For the first time, the number of new HIV infections among African-American women has declined, but young gay men saw an increase, a report Wednesday released by the U.S. Centers for Disease Control and Prevention shows.
The 2010 data was published online in the CDC’s HIV Supplemental Surveillance Report, which provides the most up-to-date picture of HIV rates in the United States.
Overall, the number of new infections in the country has remained stable at about 50,000 per year over the last decade. An estimated 47,500 people became infected with the virus in 2010.
While new infections among black women remain high, for the first time it was found that new infections among black women fell 21 percent, from 7,700 in 2008 to 6,100 in 2010.
CDC said the findings are “encouraging,” that public information campaigns on HIV prevention and testing seem to be working in that group, but noted that additional years of data will be needed to determine if the decrease among black women is the beginning of a longer-term trend.
Meanwhile, new infections among young gay bisexual men (ages 13-24) continued to rise sharply, by 22 percent from 2008 to 2010.
Daniel Pohl, director of HIV/STI Prevention at Howard Brown Health Center, a local LGBT health care provider, said some factors likely at work are the fact that there is a higher prevalence of HIV among men who have sex with men (MSM); young gay and bisexual men are often less familiar than older MSM about the risk to that group; and barriers to getting tested and receiving antiretroviral treatment.
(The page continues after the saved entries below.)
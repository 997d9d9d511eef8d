//! Message-slot addressing patterns
//!
//! A pattern names which validation issues a message slot displays:
//! `email` matches only that field, `address.*` matches the field and
//! everything nested under it, `*` matches every issue.

use crate::{MalformedPathError, Path};
use std::fmt;
use std::str::FromStr;

#[derive(Debug, Clone, PartialEq, Eq)]
pub enum FieldPattern {
    /// `*`
    Any,
    /// `name`
    Exact(Path),
    /// `name.*`
    Nested(Path),
}

impl FieldPattern {
    pub fn parse(pattern: &str) -> Result<Self, MalformedPathError> {
        let pattern = pattern.trim();

        if pattern == "*" {
            return Ok(FieldPattern::Any);
        }

        // An escaped `\*` is a literal key, not a wildcard
        match pattern.strip_suffix(".*") {
            Some(prefix) if !prefix.ends_with('\\') => Ok(FieldPattern::Nested(Path::parse(prefix)?)),
            _ => Ok(FieldPattern::Exact(Path::parse(pattern)?)),
        }
    }

    pub fn matches(&self, path: &Path) -> bool {
        match self {
            FieldPattern::Any => true,
            FieldPattern::Exact(expected) => expected.is(path),
            FieldPattern::Nested(prefix) => path.len() >= prefix.len() && path.starts_with(prefix),
        }
    }
}

impl FromStr for FieldPattern {
    type Err = MalformedPathError;

    fn from_str(s: &str) -> Result<Self, Self::Err> {
        FieldPattern::parse(s)
    }
}

impl From<Path> for FieldPattern {
    fn from(path: Path) -> Self {
        FieldPattern::Exact(path)
    }
}

impl fmt::Display for FieldPattern {
    fn fmt(&self, f: &mut fmt::Formatter<'_>) -> fmt::Result {
        match self {
            FieldPattern::Any => f.write_str("*"),
            FieldPattern::Exact(path) => write!(f, "{}", path),
            FieldPattern::Nested(path) if path.is_empty() => f.write_str("*"),
            FieldPattern::Nested(path) => write!(f, "{}.*", path),
        }
    }
}
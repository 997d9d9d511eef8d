// File: src/field.rs
// Purpose: HTML input attributes derived from the schema node a field name resolves to

use crate::response::FormResponse;
use crate::schema::{Schema, SchemaKind, StringFormat};
use chrono::NaiveDateTime;
use indexmap::IndexMap;
use intent_forms_path::{MalformedPathError, Path};
use maud::{html, Markup, PreEscaped};
use serde_json::{json, Map as JsonMap, Value as JsonValue};

/// Attributes for one form input
///
/// Derived attributes never replace ones already present, so explicit
/// attributes set with [`FieldAttrs::with_attr`] always win.
///
/// ```
/// use intent_forms::{FieldAttrs, Schema};
///
/// let schema = Schema::object([("name", Schema::string().min_length(2))]);
/// let attrs = FieldAttrs::derive("name", &schema, "text").unwrap();
///
/// assert_eq!(attrs.get("required"), Some(""));
/// assert_eq!(attrs.get("minlength"), Some("2"));
/// assert_eq!(attrs.label, "Name");
/// ```
#[derive(Debug, Clone, Default)]
pub struct FieldAttrs {
    /// HTML attributes in insertion order; empty values render as bare attributes
    pub html5_attrs: IndexMap<String, String>,
    /// JSON for the data-validate attribute (client-side validation)
    pub data_validate: String,
    /// Field label for display
    pub label: String,
    path: Path,
}

impl FieldAttrs {
    /// Attributes for input `name` of `input_type`, constrained by the node
    /// `name` resolves to in `schema`
    pub fn derive(name: &str, schema: &Schema, input_type: &str) -> Result<Self, MalformedPathError> {
        let path = Path::parse(name)?;
        let mut attrs = Self {
            label: path.to_pretty_string(" "),
            path,
            ..Self::default()
        };

        attrs.insert("name", name);
        if !input_type.is_empty() {
            attrs.insert("type", input_type);
        }
        if input_type != "hidden" {
            attrs.insert("tabindex", "0");
        }

        let mut rules = JsonMap::new();

        if let Some(shape) = schema.resolve(&attrs.path) {
            attrs.apply_shape(shape, input_type, &mut rules);
        }

        attrs.data_validate = JsonValue::Object(rules).to_string();
        Ok(attrs)
    }

    fn apply_shape(&mut self, shape: &Schema, input_type: &str, rules: &mut JsonMap<String, JsonValue>) {
        if !shape.is_optional() && !shape.is_nullable() {
            self.insert("required", "");
            rules.insert("required".to_string(), json!(true));
        }

        if let Some(description) = shape.description() {
            self.insert("title", description);
            self.label = description.to_string();
        }

        match &shape.unwrapped().kind {
            SchemaKind::String(s) => {
                if let Some(min) = s.min_length {
                    self.insert("minlength", min.to_string());
                    rules.insert("minLength".to_string(), json!(min));
                }
                if let Some(max) = s.max_length {
                    self.insert("maxlength", max.to_string());
                    rules.insert("maxLength".to_string(), json!(max));
                }
                if let Some(pattern) = &s.pattern {
                    self.insert("pattern", pattern.as_str());
                    rules.insert("pattern".to_string(), json!(pattern.as_str()));
                }
                match s.format {
                    Some(StringFormat::Email) => {
                        rules.insert("email".to_string(), json!(true));
                    }
                    Some(StringFormat::Url) => {
                        rules.insert("url".to_string(), json!(true));
                    }
                    None => {}
                }
            }
            SchemaKind::Number(n) => {
                if let Some(min) = n.min {
                    self.insert("min", min.to_string());
                    rules.insert("min".to_string(), json!(min));
                }
                if let Some(max) = n.max {
                    self.insert("max", max.to_string());
                    rules.insert("max".to_string(), json!(max));
                }
                if n.integer {
                    self.insert("step", "1");
                    rules.insert("integer".to_string(), json!(true));
                }
            }
            SchemaKind::Array(a) => {
                if let Some(min) = a.min_items {
                    self.insert("min", min.to_string());
                    rules.insert("minItems".to_string(), json!(min));
                }
                if let Some(max) = a.max_items {
                    self.insert("max", max.to_string());
                    rules.insert("maxItems".to_string(), json!(max));
                }
            }
            SchemaKind::Date(d) => {
                if let Some(min) = d.min {
                    let formatted = format_date(min, input_type);
                    rules.insert("minDate".to_string(), json!(formatted));
                    self.insert("min", formatted);
                }
                if let Some(max) = d.max {
                    let formatted = format_date(max, input_type);
                    rules.insert("maxDate".to_string(), json!(formatted));
                    self.insert("max", formatted);
                }
            }
            SchemaKind::File(f) => {
                if let Some(max) = f.max_size {
                    rules.insert("maxSize".to_string(), json!(max));
                }
            }
            _ => {}
        }

        match input_type {
            "date" => self.insert("step", "1"),
            "month" => self.insert("step", "12"),
            _ => {}
        }
    }

    /// Fills in state from the last response: the submitted or parsed value
    /// and `aria-invalid` when an issue is addressed to this exact field
    pub fn with_response(mut self, response: &FormResponse) -> Self {
        let kind = self.get("type").unwrap_or_default();
        let takes_value = !matches!(kind, "file" | "password" | "checkbox" | "radio");

        if takes_value {
            if let Some(value) = response
                .validation
                .data()
                .pick(&self.path)
                .and_then(|value| value.to_attr_value())
            {
                self.insert("value", value);
            }
        }

        let invalid = response
            .validation
            .error()
            .map(|error| !error.issues_at(&self.path).is_empty())
            .unwrap_or(false);

        if invalid {
            self.insert("aria-invalid", "true");
        }

        self
    }

    /// Sets an attribute, replacing any derived value
    pub fn with_attr(mut self, name: impl Into<String>, value: impl Into<String>) -> Self {
        self.html5_attrs.insert(name.into(), value.into());
        self
    }

    pub fn get(&self, name: &str) -> Option<&str> {
        self.html5_attrs.get(name).map(String::as_str)
    }

    pub fn path(&self) -> &Path {
        &self.path
    }

    fn insert(&mut self, name: &str, value: impl Into<String>) {
        self.html5_attrs
            .entry(name.to_string())
            .or_insert_with(|| value.into());
    }

    /// Render HTML5 attributes as a string
    pub fn render_html5_attrs(&self) -> String {
        self.html5_attrs
            .iter()
            .map(|(k, v)| {
                if v.is_empty() {
                    k.clone()
                } else {
                    format!("{}=\"{}\"", k, escape(v))
                }
            })
            .collect::<Vec<_>>()
            .join(" ")
    }

    /// Render data-validate attribute
    pub fn render_data_validate(&self) -> String {
        format!("data-validate=\"{}\"", escape(&self.data_validate))
    }

    /// Render all attributes (HTML5 + data-validate)
    pub fn render_all(&self) -> String {
        let html5 = self.render_html5_attrs();
        let validate = self.render_data_validate();

        if html5.is_empty() {
            validate
        } else {
            format!("{} {}", html5, validate)
        }
    }

    /// `<input>` element carrying every attribute
    pub fn input(&self) -> Markup {
        PreEscaped(format!("<input {}>", self.render_all()))
    }

    /// `<label>` element for the input
    pub fn label_for(&self) -> Markup {
        html! {
            label for=(self.path.as_str()) { (self.label) }
        }
    }
}

fn escape(value: &str) -> String {
    html! { (value) }.into_string()
}

/// Formats a date bound the way the given input type expects
fn format_date(date: NaiveDateTime, input_type: &str) -> String {
    let format = match input_type {
        "datetime-local" => "%Y-%m-%dT%H:%M",
        "time" => "%H:%M",
        "week" => "%G-W%V",
        "month" => "%Y-%m",
        _ => "%Y-%m-%d",
    };

    date.format(format).to_string()
}
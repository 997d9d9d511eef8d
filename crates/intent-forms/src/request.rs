// File: src/request.rs
// Purpose: Request abstraction consumed by the dispatcher

use crate::form_data::FormData;
use axum::async_trait;
use axum::body::Body;
use axum::extract::{FromRequest, Request};
use axum::http::{header, HeaderMap, HeaderValue, Method, Uri};
use bytes::Bytes;
use std::convert::Infallible;

/// Submitted body
#[derive(Debug)]
pub enum RequestBody {
    /// Already-decoded flattened fields
    Fields(FormData),
    /// Raw bytes, decoded by content type
    Bytes(Bytes),
    /// Streaming body, multipart bodies are parsed without buffering
    Stream(Body),
}

/// A submission to dispatch
#[derive(Debug)]
pub struct FormRequest {
    pub method: Method,
    pub uri: Uri,
    pub headers: HeaderMap,
    pub body: RequestBody,
}

impl FormRequest {
    /// A POST to `uri` with pre-decoded fields
    pub fn post(uri: Uri, fields: FormData) -> Self {
        Self {
            method: Method::POST,
            uri,
            headers: HeaderMap::new(),
            body: RequestBody::Fields(fields),
        }
    }

    /// A POST to `uri` with a raw body of the given content type
    pub fn with_body(uri: Uri, content_type: &str, body: impl Into<Bytes>) -> Self {
        let mut headers = HeaderMap::new();
        if let Ok(value) = HeaderValue::from_str(content_type) {
            headers.insert(header::CONTENT_TYPE, value);
        }

        Self {
            method: Method::POST,
            uri,
            headers,
            body: RequestBody::Bytes(body.into()),
        }
    }

    /// Wrap an axum request, keeping its body as a stream
    pub fn from_axum(request: Request) -> Self {
        let (parts, body) = request.into_parts();

        Self {
            method: parts.method,
            uri: parts.uri,
            headers: parts.headers,
            body: RequestBody::Stream(body),
        }
    }

    /// Get a header value
    pub fn get_header(&self, name: &str) -> Option<&str> {
        self.headers.get(name)?.to_str().ok()
    }

    pub fn content_type(&self) -> Option<&str> {
        self.get_header(header::CONTENT_TYPE.as_str())
    }

    pub fn is_multipart(&self) -> bool {
        is_multipart(&self.headers)
    }
}

/// Whether the content type declares `multipart/form-data`
pub fn is_multipart(headers: &HeaderMap) -> bool {
    headers
        .get(header::CONTENT_TYPE)
        .and_then(|value| value.to_str().ok())
        .map(|value| value.trim_start().to_ascii_lowercase().starts_with("multipart/form-data"))
        .unwrap_or(false)
}

#[async_trait]
impl<S> FromRequest<S> for FormRequest
where
    S: Send + Sync,
{
    type Rejection = Infallible;

    async fn from_request(request: Request, _state: &S) -> Result<Self, Self::Rejection> {
        Ok(Self::from_axum(request))
    }
}
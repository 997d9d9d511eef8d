// File: src/upload.rs
// Purpose: Uploaded file parts and the pluggable upload handler

use crate::error::Thrown;
use crate::form_data::FormValue;
use async_trait::async_trait;
use bytes::Bytes;
use serde::ser::SerializeStruct;
use serde::{Serialize, Serializer};
use std::future::Future;

/// A file part received in a multipart submission
#[derive(Debug, Clone, PartialEq)]
pub struct FileUpload {
    /// Client-supplied file name
    pub name: String,
    /// Declared content type, `application/octet-stream` when absent
    pub content_type: String,
    pub bytes: Bytes,
}

impl FileUpload {
    pub fn new(name: impl Into<String>, content_type: impl Into<String>, bytes: impl Into<Bytes>) -> Self {
        Self {
            name: name.into(),
            content_type: content_type.into(),
            bytes: bytes.into(),
        }
    }

    pub fn size(&self) -> usize {
        self.bytes.len()
    }

    /// File contents as UTF-8 text, if valid
    pub fn text(&self) -> Option<&str> {
        std::str::from_utf8(&self.bytes).ok()
    }
}

// Serialized as metadata only; contents never go on the wire
impl Serialize for FileUpload {
    fn serialize<S: Serializer>(&self, serializer: S) -> Result<S::Ok, S::Error> {
        let mut state = serializer.serialize_struct("FileUpload", 3)?;
        state.serialize_field("name", &self.name)?;
        state.serialize_field("type", &self.content_type)?;
        state.serialize_field("size", &self.size())?;
        state.end()
    }
}

/// Pre-processes file parts before they reach the flattened field set
///
/// The returned value replaces the file under the same field name, e.g. a
/// storage URL as text after the file was persisted.
#[async_trait]
pub trait UploadHandler: Send + Sync {
    async fn handle(&self, upload: FileUpload) -> Result<FormValue, Thrown>;
}

#[async_trait]
impl<F, Fut> UploadHandler for F
where
    F: Fn(FileUpload) -> Fut + Send + Sync,
    Fut: Future<Output = Result<FormValue, Thrown>> + Send,
{
    async fn handle(&self, upload: FileUpload) -> Result<FormValue, Thrown> {
        (self)(upload).await
    }
}

#[cfg(test)]
mod tests {
    use super::*;

    #[test]
    fn test_file_metadata_json() {
        let file = FileUpload::new("avatar.png", "image/png", vec![0u8; 12]);
        let json = serde_json::to_value(&file).unwrap();
        assert_eq!(json, serde_json::json!({"name": "avatar.png", "type": "image/png", "size": 12}));
    }

    #[test]
    fn test_text_contents() {
        let file = FileUpload::new("notes.txt", "text/plain", "hello");
        assert_eq!(file.text(), Some("hello"));
        assert_eq!(file.size(), 5);
    }

    #[tokio::test]
    async fn test_closure_upload_handler() {
        let handler = |upload: FileUpload| async move { Ok::<_, Thrown>(FormValue::Text(format!("/files/{}", upload.name))) };
        let stored = handler
            .handle(FileUpload::new("a.txt", "text/plain", "x"))
            .await
            .unwrap();
        assert_eq!(stored, FormValue::Text("/files/a.txt".to_string()));
    }
}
“The honest truth is that some communities are kind of set up to fail,” Pohl said. “There’s just dramatically more chance that any one encounter or partnership would expose that person to infection. That’s certainly true of young gay men.”
However, both he and the AIDS Foundation of Chicago noted that there are signs of progress in Chicago. They cited a report released in November and conducted by Chicago Department of Public Health showing a significant increase in Chicago MSM getting HIV testing, knowing whether they were infectious or not and being linked to HIV treatment from 2008 to 2011.
And Pohl added, “We have more options now than we ever have before to help keep people HIV negative, to help them learn their status quickly, and to support them in being healthy if they test positive for the virus.”